Not long after she and her husband welcomed a new baby, she got sick. And, as it happens all too often, she was sick with cancer.  The good doctors in which she trusted her life and care did all they could to fight the evil , but it won out. Her tiny body stopped responding to treatment.  They’re home.  To spend the rest of her days surrounded by family, and friends.  Living.  Hoping for a miracle that will probably never come, but praying anyway.
I’m not a religious person, but if that’s not faith, I’m not sure what is.

I can’t claim to know anything about much, especially when it comes to cancer.  Over my lifetime, I’ve known friends who’ve fought against the disease, and emerged triumphant.  Others haven’t been so lucky.  Some have held the hands of parents, or children, as they underwent chemo and radiation, some still have hands to hold, some had to let go far too soon.

It’s almost hard for me to say, and I feel bad even saying so, but I’m thankful my family and close, inner circle of friends remain untouched by any such tragic loss, even though statistics probably have other plans, and cast a dark shadow that looms ever closer as years pass.

Until then, we have a choice.  Live, or wait for bad things to happen.

Duh, you might say, of course you’ll choose life.  Well, sure.  But what does that mean?  Filling days shuffling to a job I hate?

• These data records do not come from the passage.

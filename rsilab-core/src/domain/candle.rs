//! Candle: the fundamental market data unit.

use chrono::{DateTime, Utc};
use serde::{Deserialize, Serialize};

/// OHLCV candle for a single instrument and interval.
///
/// Indicator series handed to the engine (RSI, OBV) are index-aligned with
/// the candle slice: `rsi[i]` was computed from `candles[..=i]`.
#[derive(Debug, Clone, PartialEq, Serialize, Deserialize)]
pub struct Candle {
    pub open_time: DateTime<Utc>,
    pub open: f64,
    pub high: f64,
    pub low: f64,
    pub close: f64,
    pub volume: f64,
}

impl Candle {
    /// Returns true if any OHLC field is NaN (void candle).
    pub fn is_void(&self) -> bool {
        self.open.is_nan() || self.high.is_nan() || self.low.is_nan() || self.close.is_nan()
    }

    /// Basic sanity check: high >= low, high bounds open/close, prices positive.
    pub fn is_sane(&self) -> bool {
        if self.is_void() {
            return false;
        }
        self.high >= self.low
            && self.high >= self.open
            && self.high >= self.close
            && self.low <= self.open
            && self.low <= self.close
            && self.open > 0.0
            && self.close > 0.0
    }
}

/// Highest high and lowest low over `candles[from..=to]`, skipping void candles.
///
/// Returns `None` when the range is empty, out of bounds, or entirely void.
pub fn price_range(candles: &[Candle], from: usize, to: usize) -> Option<(f64, f64)> {
    if from > to || to >= candles.len() {
        return None;
    }
    candles[from..=to]
        .iter()
        .filter(|c| !c.is_void())
        .fold(None, |acc, c| match acc {
            None => Some((c.high, c.low)),
            Some((hi, lo)) => Some((hi.max(c.high), lo.min(c.low))),
        })
}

Attached to ingenuous people? Annoyed by minutia that won’t matter 5 minutes later? Going through the motions and calling it a life?

Fuck that noise.  Nope.  Not on my watch.

I don’t believe in coincidence.  Life unfurls the way it’s meant to flow.  No accidents, no wrong turns.  Others may not share my view, and that’s ok, but that’s what gets me through the day.  That everything happens for a reason. Success, failure, love, loss…our recipe for life is uniquely our own.  I’m meant to be in the place I am right now.  Mothering. Loving and supporting my family and friends. Writing.  Creating.  But that’s just the start.

There’s much unfinished business, more I Love You’s, and I’m Sorry’s to be said, and heard.  More spontaneous road trips and meteor showers and 3am kisses and meeting new people and reacquainting with old friends and learning a new language and taking bad pictures and amazing food and burned dinners and risks and huge rewards and disappointments.  I want to experience everything.  All of it.  The good, the bad, the miscalculations and the happy disasters.

Yeah, I was going to write about how I met an asshole over the weekend who briefly made me question my faith in humanity. So what. This may not be the life I imagined, a life in which a douchebag or two must happen.  But, that’s living. And I will live the shit out of this crazy life, be in the right now, and make the most of it, simply because I can.